─── TASK INPUTS ───

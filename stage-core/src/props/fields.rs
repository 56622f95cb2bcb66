//! The dynamic field bag.

use std::collections::BTreeMap;

use super::{DeepClone, FoldOp, LeafKind, PropertyBag, Value};

/// An ordered map of named [`Value`]s.
///
/// Used for overlays (state snapshots), defaults tables and ad-hoc bags.
/// Unknown names are always accepted.
#[derive(Debug, Clone, Default, PartialEq)]
pub struct Fields {
    entries: BTreeMap<String, Value>,
}

impl Fields {
    /// Create an empty bag.
    #[must_use]
    pub fn new() -> Self {
        Self::default()
    }

    /// Builder-style insert.
    #[must_use]
    pub fn with(mut self, name: &str, value: impl Into<Value>) -> Self {
        self.insert(name, value);
        self
    }

    /// Insert or replace a field, returning the previous value.
    pub fn insert(&mut self, name: &str, value: impl Into<Value>) -> Option<Value> {
        self.entries.insert(name.to_string(), value.into())
    }

    /// Look up a field.
    #[must_use]
    pub fn get(&self, name: &str) -> Option<&Value> {
        self.entries.get(name)
    }

    /// Look up a field mutably.
    pub fn get_mut(&mut self, name: &str) -> Option<&mut Value> {
        self.entries.get_mut(name)
    }

    /// Remove a field.
    pub fn remove(&mut self, name: &str) -> Option<Value> {
        self.entries.remove(name)
    }

    /// Whether a field exists.
    #[must_use]
    pub fn contains(&self, name: &str) -> bool {
        self.entries.contains_key(name)
    }

    /// Number of fields.
    #[must_use]
    pub fn len(&self) -> usize {
        self.entries.len()
    }

    /// Whether the bag has no fields.
    #[must_use]
    pub fn is_empty(&self) -> bool {
        self.entries.is_empty()
    }

    /// Field names in order.
    pub fn names(&self) -> impl Iterator<Item = &str> {
        self.entries.keys().map(String::as_str)
    }

    /// Fields in name order.
    pub fn iter(&self) -> impl Iterator<Item = (&str, &Value)> {
        self.entries.iter().map(|(k, v)| (k.as_str(), v))
    }

    /// Fold every field of `rhs` into the same-named field here.
    pub fn fold(&mut self, op: FoldOp, rhs: &Fields, allowed: &[LeafKind]) -> bool {
        let mut changed = false;
        for (name, value) in rhs.iter() {
            if let Some(slot) = self.entries.get_mut(name) {
                changed |= slot.fold(op, value, allowed);
            }
        }
        changed
    }
}

impl DeepClone for Fields {
    fn deep_clone(&self) -> Self {
        Self {
            entries: self
                .entries
                .iter()
                .map(|(k, v)| (k.clone(), v.deep_clone()))
                .collect(),
        }
    }
}

impl PropertyBag for Fields {
    fn field_names(&self) -> Vec<String> {
        self.entries.keys().cloned().collect()
    }

    fn field(&self, name: &str) -> Option<Value> {
        self.entries.get(name).cloned()
    }

    fn assign(&mut self, name: &str, value: Value) -> bool {
        self.entries.insert(name.to_string(), value);
        true
    }
}

impl<K: Into<String>, V: Into<Value>> FromIterator<(K, V)> for Fields {
    fn from_iter<I: IntoIterator<Item = (K, V)>>(iter: I) -> Self {
        Self {
            entries: iter
                .into_iter()
                .map(|(k, v)| (k.into(), v.into()))
                .collect(),
        }
    }
}

impl<'a> IntoIterator for &'a Fields {
    type Item = (&'a String, &'a Value);
    type IntoIter = std::collections::btree_map::Iter<'a, String, Value>;

    fn into_iter(self) -> Self::IntoIter {
        self.entries.iter()
    }
}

───

WHAT THIS TASK INVOLVES
Retype all of the data exactly, so that nothing differs from what is given.

EXERCISE OUTPUT
filename stage-core/src/props/fields.rs
repository 56622f95cb2bcb66
//! The dynamic field bag.

use std::collections::BTreeMap;

use super::{DeepClone, FoldOp, LeafKind, PropertyBag, Value};

/// An ordered map of named [`Value`]s.
///
/// Used for overlays (state snapshots), defaults tables and ad-hoc bags.
/// Unknown names are always accepted.
#[derive(Debug, Clone, Default, PartialEq)]
pub struct Fields {
    entries: BTreeMap<String, Value>,
}

impl Fields {
    /// Create an empty bag.
    #[must_use]
    pub fn new() -> Self {
        Self::default()
    }

    /// Builder-style insert.
    #[must_use]
    pub fn with(mut self, name: &str, value: impl Into<Value>) -> Self {
        self.insert(name, value);
        self
    }

    /// Insert or replace a field, returning the previous value.
    pub fn insert(&mut self, name: &str, value: impl Into<Value>) -> Option<Value> {
        self.entries.insert(name.to_string(), value.into())
    }

    /// Look up a field.
    #[must_use]
    pub fn get(&self, name: &str) -> Option<&Value> {
        self.entries.get(name)
    }

    /// Look up a field mutably.
    pub fn get_mut(&mut self, name: &str) -> Option<&mut Value> {
        self.entries.get_mut(name)
    }

    /// Remove a field.
    pub fn remove(&mut self, name: &str) -> Option<Value> {
        self.entries.remove(name)
    }

    /// Whether a field exists.
    #[must_use]
    pub fn contains(&self, name: &str) -> bool {
        self.entries.contains_key(name)
    }

    /// Number of fields.
    #[must_use]
    pub fn len(&self) -> usize {
        self.entries.len()
    }

    /// Whether the bag has no fields.
    #[must_use]
    pub fn is_empty(&self) -> bool {
        self.entries.is_empty()
    }

    /// Field names in order.
    pub fn names(&self) -> impl Iterator<Item = &str> {
        self.entries.keys().map(String::as_str)
    }

    /// Fields in name order.
    pub fn iter(&self) -> impl Iterator<Item = (&str, &Value)> {
        self.entries.iter().map(|(k, v)| (k.as_str(), v))
    }

    /// Fold every field of `rhs` into the same-named field here.
    pub fn fold(&mut self, op: FoldOp, rhs: &Fields, allowed: &[LeafKind]) -> bool {
        let mut changed = false;
        for (name, value) in rhs.iter() {
            if let Some(slot) = self.entries.get_mut(name) {
                changed |= slot.fold(op, value, allowed);
            }
        }
        changed
    }
}

impl DeepClone for Fields {
    fn deep_clone(&self) -> Self {
        Self {
            entries: self
                .entries
                .iter()
                .map(|(k, v)| (k.clone(), v.deep_clone()))
                .collect(),
        }
    }
}

impl PropertyBag for Fields {
    fn field_names(&self) -> Vec<String> {
        self.entries.keys().cloned().collect()
    }

    fn field(&self, name: &str) -> Option<Value> {
        self.entries.get(name).cloned()
    }

    fn assign(&mut self, name: &str, value: Value) -> bool {
        self.entries.insert(name.to_string(), value);
        true
    }
}

impl<K: Into<String>, V: Into<Value>> FromIterator<(K, V)> for Fields {
    fn from_iter<I: IntoIterator<Item = (K, V)>>(iter: I) -> Self {
        Self {
            entries: iter
                .into_iter()
                .map(|(k, v)| (k.into(), v.into()))
                .collect(),
        }
    }
}

impl<'a> IntoIterator for &'a Fields {
    type Item = (&'a String, &'a Value);
    type IntoIter = std::collections::btree_map::Iter<'a, String, Value>;

    fn into_iter(self) -> Self::IntoIter {
        self.entries.iter()
    }
}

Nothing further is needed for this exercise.